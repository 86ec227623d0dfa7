//! Workflow triggers
//!
//! A trigger decides whether inbound data starts a run. The decision has two
//! stages: a sender filter (allow/deny lists over address and domain), then a
//! model-backed check driven by the trigger's prompt.

use async_trait::async_trait;
use serde::{Deserialize, Serialize};
use tokio_util::sync::CancellationToken;

#[cfg(test)]
use mockall::automock;

use super::ids::{TriggerId, WorkflowId};
use crate::domain::DomainError;

/// Allow and deny lists for one sender attribute
#[derive(Debug, Clone, Default, PartialEq, Eq, Serialize, Deserialize)]
pub struct ListFilter {
    #[serde(default, skip_serializing_if = "Vec::is_empty")]
    pub whitelist: Vec<String>,

    #[serde(default, skip_serializing_if = "Vec::is_empty")]
    pub blacklist: Vec<String>,
}

impl ListFilter {
    fn normalized(entry: &str) -> String {
        entry.trim().trim_start_matches('@').to_lowercase()
    }

    fn blacklisted(&self, value: &str) -> bool {
        self.blacklist.iter().any(|e| Self::normalized(e) == value)
    }

    fn whitelisted(&self, value: &str) -> bool {
        self.whitelist.iter().any(|e| Self::normalized(e) == value)
    }
}

/// Sender filter applied before a trigger is consulted
#[derive(Debug, Clone, Default, PartialEq, Eq, Serialize, Deserialize)]
pub struct TriggerFilter {
    #[serde(default)]
    pub sender_address: ListFilter,

    #[serde(default)]
    pub sender_domain: ListFilter,
}

impl TriggerFilter {
    /// Check whether a sender passes the filter.
    ///
    /// Any blacklist hit rejects. When either whitelist is non-empty the sender
    /// must appear in one of them; with both whitelists empty everyone else is
    /// admitted. Comparison is case-insensitive, and a display-form sender
    /// such as `Alice <alice@x.com>` is judged by the address in brackets.
    pub fn admits(&self, sender: &str) -> bool {
        let address = ListFilter::normalized(bare_address(sender));
        let domain = address
            .rsplit_once('@')
            .map(|(_, domain)| domain.to_string())
            .unwrap_or_default();

        if self.sender_address.blacklisted(&address) || self.sender_domain.blacklisted(&domain) {
            return false;
        }

        let has_whitelist =
            !self.sender_address.whitelist.is_empty() || !self.sender_domain.whitelist.is_empty();
        if !has_whitelist {
            return true;
        }

        self.sender_address.whitelisted(&address) || self.sender_domain.whitelisted(&domain)
    }
}

fn bare_address(sender: &str) -> &str {
    sender
        .rsplit_once('<')
        .and_then(|(_, rest)| rest.split_once('>'))
        .map(|(inner, _)| inner)
        .unwrap_or(sender)
}

/// The entity that decides whether inbound data starts a workflow run
#[derive(Debug, Clone, PartialEq, Serialize, Deserialize)]
pub struct Trigger {
    id: TriggerId,

    workflow_id: WorkflowId,

    #[serde(default)]
    filter: TriggerFilter,

    /// Human-authored instruction deciding whether to fire
    prompt: String,

    /// Model used to evaluate the prompt
    model_id: String,
}

impl Trigger {
    pub fn new(
        id: TriggerId,
        workflow_id: WorkflowId,
        prompt: impl Into<String>,
        model_id: impl Into<String>,
    ) -> Self {
        Self {
            id,
            workflow_id,
            filter: TriggerFilter::default(),
            prompt: prompt.into(),
            model_id: model_id.into(),
        }
    }

    pub fn with_filter(mut self, filter: TriggerFilter) -> Self {
        self.filter = filter;
        self
    }

    pub fn id(&self) -> &TriggerId {
        &self.id
    }

    pub fn workflow_id(&self) -> &WorkflowId {
        &self.workflow_id
    }

    pub fn filter(&self) -> &TriggerFilter {
        &self.filter
    }

    pub fn prompt(&self) -> &str {
        &self.prompt
    }

    pub fn model_id(&self) -> &str {
        &self.model_id
    }
}

/// Inbound data offered to a trigger
#[derive(Debug, Clone, PartialEq, Eq, Serialize, Deserialize)]
pub struct InboundEvent {
    pub sender: String,

    #[serde(default, skip_serializing_if = "Option::is_none")]
    pub subject: Option<String>,

    pub body: String,
}

impl InboundEvent {
    pub fn new(sender: impl Into<String>, body: impl Into<String>) -> Self {
        Self {
            sender: sender.into(),
            subject: None,
            body: body.into(),
        }
    }

    pub fn with_subject(mut self, subject: impl Into<String>) -> Self {
        self.subject = Some(subject.into());
        self
    }

    /// Text recorded as the trigger's ledger entry
    pub fn to_trigger_output(&self) -> String {
        match &self.subject {
            Some(subject) => format!(
                "From: {}\nSubject: {}\n\n{}",
                self.sender, subject, self.body
            ),
            None => format!("From: {}\n\n{}", self.sender, self.body),
        }
    }
}

/// Decides whether a trigger fires for inbound data that passed its filter
#[cfg_attr(test, automock)]
#[async_trait]
pub trait TriggerClassifier: Send + Sync {
    async fn should_fire(
        &self,
        trigger: &Trigger,
        inbound: &InboundEvent,
        cancel: &CancellationToken,
    ) -> Result<bool, DomainError>;
}

#[cfg(test)]
mod tests {
    use super::*;

    fn list(white: &[&str], black: &[&str]) -> ListFilter {
        ListFilter {
            whitelist: white.iter().map(|s| s.to_string()).collect(),
            blacklist: black.iter().map(|s| s.to_string()).collect(),
        }
    }

    #[test]
    fn test_empty_filter_admits_everyone() {
        assert!(TriggerFilter::default().admits("anyone@example.com"));
        assert!(TriggerFilter::default().admits("not-an-address"));
    }

    #[test]
    fn test_blacklist_rejects() {
        let filter = TriggerFilter {
            sender_address: list(&[], &["spam@example.com"]),
            sender_domain: list(&[], &["junk.io"]),
        };

        assert!(!filter.admits("SPAM@example.com"));
        assert!(!filter.admits("promo@JUNK.io"));
        assert!(filter.admits("friend@example.com"));
    }

    #[test]
    fn test_whitelist_is_exclusive() {
        let filter = TriggerFilter {
            sender_address: list(&["boss@corp.com"], &[]),
            sender_domain: list(&["@partner.org"], &[]),
        };

        assert!(filter.admits("boss@corp.com"));
        assert!(filter.admits("anyone@partner.org"));
        assert!(!filter.admits("intern@corp.com"));
        assert!(!filter.admits("stranger@example.com"));
    }

    #[test]
    fn test_blacklist_wins_over_whitelist() {
        let filter = TriggerFilter {
            sender_address: list(&[], &["mallory@partner.org"]),
            sender_domain: list(&["partner.org"], &[]),
        };

        assert!(filter.admits("alice@partner.org"));
        assert!(!filter.admits("mallory@partner.org"));
    }

    #[test]
    fn test_display_form_sender_uses_bracketed_address() {
        let blocked = TriggerFilter {
            sender_address: list(&[], &[]),
            sender_domain: list(&[], &["x.com"]),
        };
        assert!(!blocked.admits("Alice <alice@x.com>"));
        assert!(!blocked.admits("\"Smith, Bob\" <BOB@X.COM>"));

        let allowed = TriggerFilter {
            sender_address: list(&["alice@x.com"], &[]),
            sender_domain: list(&[], &[]),
        };
        assert!(allowed.admits("Alice <alice@x.com>"));
        assert!(!allowed.admits("Alice <mallory@x.com>"));
    }

    #[test]
    fn test_trigger_output_format() {
        let event = InboundEvent::new("a@b.com", "hello").with_subject("Hi");
        assert_eq!(event.to_trigger_output(), "From: a@b.com\nSubject: Hi\n\nhello");

        let event = InboundEvent::new("a@b.com", "hello");
        assert_eq!(event.to_trigger_output(), "From: a@b.com\n\nhello");
    }

    #[test]
    fn test_trigger_serialization() {
        let trigger = Trigger::new(
            TriggerId::new("t1").unwrap(),
            WorkflowId::new("triage").unwrap(),
            "Fire for invoices",
            "gpt-4o-mini",
        );

        let json = serde_json::to_value(&trigger).unwrap();
        assert_eq!(json["workflow_id"], "triage");
        assert_eq!(json["prompt"], "Fire for invoices");

        let back: Trigger = serde_json::from_value(json).unwrap();
        assert_eq!(back, trigger);
    }
}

------------------------------------------------------------------------

Please give back exactly the lines of the listing above that run from the one containing "pub fn filter(&self)" through the one containing "self.subject = Some(subject.into());", and only those.

• _ANSWER TO THIS EXERCISE_
    pub fn filter(&self) -> &TriggerFilter {
        &self.filter
    }

    pub fn prompt(&self) -> &str {
        &self.prompt
    }

    pub fn model_id(&self) -> &str {
        &self.model_id
    }
}

/// Inbound data offered to a trigger
#[derive(Debug, Clone, PartialEq, Eq, Serialize, Deserialize)]
pub struct InboundEvent {
    pub sender: String,

    #[serde(default, skip_serializing_if = "Option::is_none")]
    pub subject: Option<String>,

    pub body: String,
}

impl InboundEvent {
    pub fn new(sender: impl Into<String>, body: impl Into<String>) -> Self {
        Self {
            sender: sender.into(),
            subject: None,
            body: body.into(),
        }
    }

    pub fn with_subject(mut self, subject: impl Into<String>) -> Self {
        self.subject = Some(subject.into());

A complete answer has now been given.